Friedrich Simmel (Technische Universität München)

The research conducted by Prof. Simmel revolves around bionanotechnology and the physics of synthetic biological systems. His particular areas of interest include artificial molecular machines, the design of artificial biochemical circuits and self-organisation of complex systems. He has been Chair of Physics of Synthetic Biological Systems (E14) at TUM since 2007. Since 2013, Prof. Simmel has been a member of acatech - the National Academy of Science and Engineering.


Kirsten Jung (Ludwig-Maximilians-Universität München)

Research in the Jung lab focuses on the elucidation of the molecular mechanisms of stimulus perception by membrane-integrated receptors. Moreover, they are studying the complexity of regulatory networks in correlation with phenotypic heterogeneity. Last, but not least, they are investigating translation regulation and synthetic protein modifications.

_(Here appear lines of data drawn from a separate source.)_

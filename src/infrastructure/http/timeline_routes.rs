//! Timeline API routes - frames, event listing, bounds and time literal parsing

use axum::{
    extract::{Query, State},
    http::StatusCode,
    Json,
};
use serde::{Deserialize, Serialize};
use std::sync::Arc;

use super::{branch_error, ApiError};
use crate::domain::services::time_codec::{self, TimeRange};
use crate::domain::services::{Frame, TimelineEntry, ZoomLevel};
use crate::infrastructure::state::AppState;

#[derive(Debug, Deserialize)]
pub struct FrameQuery {
    /// Time literal; missing or unreadable literals fall back to the default year
    #[serde(default)]
    pub t: Option<String>,
    #[serde(default)]
    pub zoom: Option<String>,
}

#[derive(Debug, Deserialize)]
pub struct ParseQuery {
    pub literal: String,
}

#[derive(Debug, Serialize)]
pub struct ParsedTime {
    pub literal: String,
    pub years: f64,
    pub short: String,
    pub long: String,
}

#[derive(Debug, Serialize)]
pub struct TimelineBounds {
    #[serde(flatten)]
    pub range: TimeRange,
    pub min_label: String,
    pub max_label: String,
}

/// Project the composed model at the requested instant
pub async fn get_frame(
    State(state): State<Arc<AppState>>,
    Query(query): Query<FrameQuery>,
) -> Result<Json<Frame>, ApiError> {
    let zoom = query
        .zoom
        .as_deref()
        .unwrap_or_default()
        .parse::<ZoomLevel>()
        .map_err(|e| (StatusCode::BAD_REQUEST, e))?;

    let world = state.world.read().await;
    let range = world.timeline_bounds().map_err(branch_error)?;
    let t = time_codec::seek(query.t.as_deref().unwrap_or_default(), &range);

    let frame = world.project(t, zoom).map_err(branch_error)?;
    Ok(Json(frame))
}

/// Events of the composed model, earliest first
pub async fn get_timeline(
    State(state): State<Arc<AppState>>,
) -> Result<Json<Vec<TimelineEntry>>, ApiError> {
    let entries = state.world.read().await.timeline().map_err(branch_error)?;
    Ok(Json(entries))
}

/// Scrubber bounds of the composed model
pub async fn get_bounds(
    State(state): State<Arc<AppState>>,
) -> Result<Json<TimelineBounds>, ApiError> {
    let range = state.world.read().await.timeline_bounds().map_err(branch_error)?;
    Ok(Json(TimelineBounds {
        range,
        min_label: time_codec::format_short(range.min),
        max_label: time_codec::format_short(range.max),
    }))
}

/// Parse a literal and echo its canonical labels
pub async fn parse_time(Query(query): Query<ParseQuery>) -> Result<Json<ParsedTime>, ApiError> {
    let years = time_codec::try_parse(&query.literal)
        .map_err(|e| (StatusCode::UNPROCESSABLE_ENTITY, e.to_string()))?;
    Ok(Json(ParsedTime {
        literal: query.literal,
        years,
        short: time_codec::format_short(years),
        long: time_codec::format_long(years),
    }))
}
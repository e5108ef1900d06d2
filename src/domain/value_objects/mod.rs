//! Value objects - Immutable objects defined by their attributes

mod geometry;
mod ids;
mod scalar;

pub use geometry::{Geometry, MalformedGeometryError, Shape, Vec2};
pub use ids::*;
pub use scalar::{AttributeValue, ObservationValue};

Michael Hecht (Princeton University)

Research in the Hecht group focuses in two areas: Synthetic Biology and Alzheimer's Disease. Although these fields may seem quite different, they explore two facets of the same problem. Synthetic biology requires an ability to devise novel proteins, which ultimately comes down to designing amino acid sequences that fold into a specific 3-dimensional structure. Conversely, probing the molecular underpinnings of Alzheimer’s disease requires an understanding of how sequences fail to fold into globular protein structures, but instead misfold into oligomeric or fibrillar structures.


Kathrin Lang (Technische Universität München)

Professor Lang conducts research in the interdisciplinary area of chemical biology, applying concepts from organic chemistry to develop new tools to study fundamental biological questions. Her research focuses on the targeted chemical synthesis of new artificial biomolecules (amino acids, proteins, nucleotides, oligonucleotides) tailored to investigate and manipulate complex cellular processes in in vitro and in vivo biological systems.


James Murray (Imperial College London)

Murrays group is working on structural and synthetic biology of photosynthesis. Their topics cover carbon fixation in plants and cyanobacteria and investigation in the structural basis of nitrogenase resistance to oxygen, which is important for biotechnological applications of this enzyme. Additionally they investigate ways to mimic the catalytic activity of photosystem II by engineering other proteins to bind a cluster of metal atoms in a similar way to the natural system.


Pamela Silver (Harvard Medical School)

The Silver Lab develops principles for building synthetic cells that act as sensors, memory devices, bio-computers, producers of high value commodities and energy from the sun, and they build novel subsystems such as proteins with designed properties for therapeutic use.